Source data
----

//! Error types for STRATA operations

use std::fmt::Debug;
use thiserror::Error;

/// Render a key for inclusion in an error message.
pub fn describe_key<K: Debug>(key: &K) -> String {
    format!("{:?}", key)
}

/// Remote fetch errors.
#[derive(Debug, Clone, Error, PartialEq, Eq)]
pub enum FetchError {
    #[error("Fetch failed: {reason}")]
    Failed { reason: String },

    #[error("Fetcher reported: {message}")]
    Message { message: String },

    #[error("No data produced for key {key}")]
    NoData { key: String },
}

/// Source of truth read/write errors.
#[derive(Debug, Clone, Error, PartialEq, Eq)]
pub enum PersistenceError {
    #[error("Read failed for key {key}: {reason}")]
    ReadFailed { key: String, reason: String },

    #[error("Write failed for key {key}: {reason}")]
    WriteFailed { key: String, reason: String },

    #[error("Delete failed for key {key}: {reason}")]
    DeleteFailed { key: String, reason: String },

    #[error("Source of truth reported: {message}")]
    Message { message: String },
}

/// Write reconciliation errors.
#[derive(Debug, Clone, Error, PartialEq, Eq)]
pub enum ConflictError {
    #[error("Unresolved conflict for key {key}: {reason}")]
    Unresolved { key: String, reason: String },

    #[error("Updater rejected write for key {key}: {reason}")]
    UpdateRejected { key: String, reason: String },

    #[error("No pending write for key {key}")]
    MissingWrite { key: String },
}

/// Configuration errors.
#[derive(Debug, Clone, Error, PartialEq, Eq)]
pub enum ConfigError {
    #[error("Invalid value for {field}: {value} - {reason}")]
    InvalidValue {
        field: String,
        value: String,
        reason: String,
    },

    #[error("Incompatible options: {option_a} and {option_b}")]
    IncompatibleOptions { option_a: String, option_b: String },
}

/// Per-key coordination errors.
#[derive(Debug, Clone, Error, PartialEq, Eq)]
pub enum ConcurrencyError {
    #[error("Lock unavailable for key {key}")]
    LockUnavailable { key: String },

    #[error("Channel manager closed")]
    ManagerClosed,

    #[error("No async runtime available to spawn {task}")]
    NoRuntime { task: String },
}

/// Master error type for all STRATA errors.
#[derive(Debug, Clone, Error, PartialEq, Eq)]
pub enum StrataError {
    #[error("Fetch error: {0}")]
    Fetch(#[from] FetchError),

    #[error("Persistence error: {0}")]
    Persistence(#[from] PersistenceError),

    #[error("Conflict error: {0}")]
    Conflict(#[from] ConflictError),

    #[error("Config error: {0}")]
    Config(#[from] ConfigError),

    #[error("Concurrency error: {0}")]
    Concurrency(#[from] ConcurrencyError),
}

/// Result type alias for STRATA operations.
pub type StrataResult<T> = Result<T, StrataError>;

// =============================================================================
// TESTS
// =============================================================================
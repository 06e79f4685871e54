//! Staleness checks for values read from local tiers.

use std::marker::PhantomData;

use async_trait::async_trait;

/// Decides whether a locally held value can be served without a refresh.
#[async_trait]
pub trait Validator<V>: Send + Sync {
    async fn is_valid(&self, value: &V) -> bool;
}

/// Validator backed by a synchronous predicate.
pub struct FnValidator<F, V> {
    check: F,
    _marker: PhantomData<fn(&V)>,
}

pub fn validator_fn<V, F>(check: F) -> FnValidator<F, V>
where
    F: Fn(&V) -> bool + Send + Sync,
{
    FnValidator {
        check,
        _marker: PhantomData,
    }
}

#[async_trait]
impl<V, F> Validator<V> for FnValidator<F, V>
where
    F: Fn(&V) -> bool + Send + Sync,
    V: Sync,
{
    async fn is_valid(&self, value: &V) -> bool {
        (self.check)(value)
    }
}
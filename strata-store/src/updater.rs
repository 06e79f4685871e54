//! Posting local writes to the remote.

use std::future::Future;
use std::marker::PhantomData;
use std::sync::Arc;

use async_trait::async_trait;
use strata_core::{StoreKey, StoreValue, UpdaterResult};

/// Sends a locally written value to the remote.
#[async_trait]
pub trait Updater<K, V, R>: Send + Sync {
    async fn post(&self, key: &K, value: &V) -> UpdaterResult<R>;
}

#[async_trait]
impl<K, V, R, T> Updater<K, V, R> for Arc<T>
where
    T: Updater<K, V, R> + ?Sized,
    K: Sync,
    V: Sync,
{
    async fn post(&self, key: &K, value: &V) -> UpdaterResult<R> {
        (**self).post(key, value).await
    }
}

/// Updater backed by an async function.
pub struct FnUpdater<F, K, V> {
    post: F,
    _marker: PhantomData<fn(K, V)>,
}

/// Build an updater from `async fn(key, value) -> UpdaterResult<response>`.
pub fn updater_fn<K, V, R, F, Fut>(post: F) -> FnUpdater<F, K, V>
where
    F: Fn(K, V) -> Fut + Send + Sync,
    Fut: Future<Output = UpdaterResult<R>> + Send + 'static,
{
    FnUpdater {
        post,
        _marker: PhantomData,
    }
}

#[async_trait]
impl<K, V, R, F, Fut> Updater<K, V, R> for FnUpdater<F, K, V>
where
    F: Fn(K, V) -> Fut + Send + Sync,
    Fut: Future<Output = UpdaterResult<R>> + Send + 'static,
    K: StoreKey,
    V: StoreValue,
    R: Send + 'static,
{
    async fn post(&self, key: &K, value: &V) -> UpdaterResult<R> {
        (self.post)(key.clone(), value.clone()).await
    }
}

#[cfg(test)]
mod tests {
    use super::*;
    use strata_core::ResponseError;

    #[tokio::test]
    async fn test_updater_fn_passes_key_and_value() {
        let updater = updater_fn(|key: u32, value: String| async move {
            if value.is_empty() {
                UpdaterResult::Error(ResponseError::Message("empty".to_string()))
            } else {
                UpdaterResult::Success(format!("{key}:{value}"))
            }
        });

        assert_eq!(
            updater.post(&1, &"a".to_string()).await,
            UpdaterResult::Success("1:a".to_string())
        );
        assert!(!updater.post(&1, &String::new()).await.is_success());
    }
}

----

- _Task brief_: The required output is the line holding "(self.post)(key.clone(), value.clone()).await" plus every line after it in the data, reproduced exactly.

- _Written answer_:
        (self.post)(key.clone(), value.clone()).await
    }
}

#[cfg(test)]
mod tests {
    use super::*;
    use strata_core::ResponseError;

    #[tokio::test]
    async fn test_updater_fn_passes_key_and_value() {
        let updater = updater_fn(|key: u32, value: String| async move {
            if value.is_empty() {
                UpdaterResult::Error(ResponseError::Message("empty".to_string()))
            } else {
                UpdaterResult::Success(format!("{key}:{value}"))
            }
        });

        assert_eq!(
            updater.post(&1, &"a".to_string()).await,
            UpdaterResult::Success("1:a".to_string())
        );
        assert!(!updater.post(&1, &String::new()).await.is_success());
    }
}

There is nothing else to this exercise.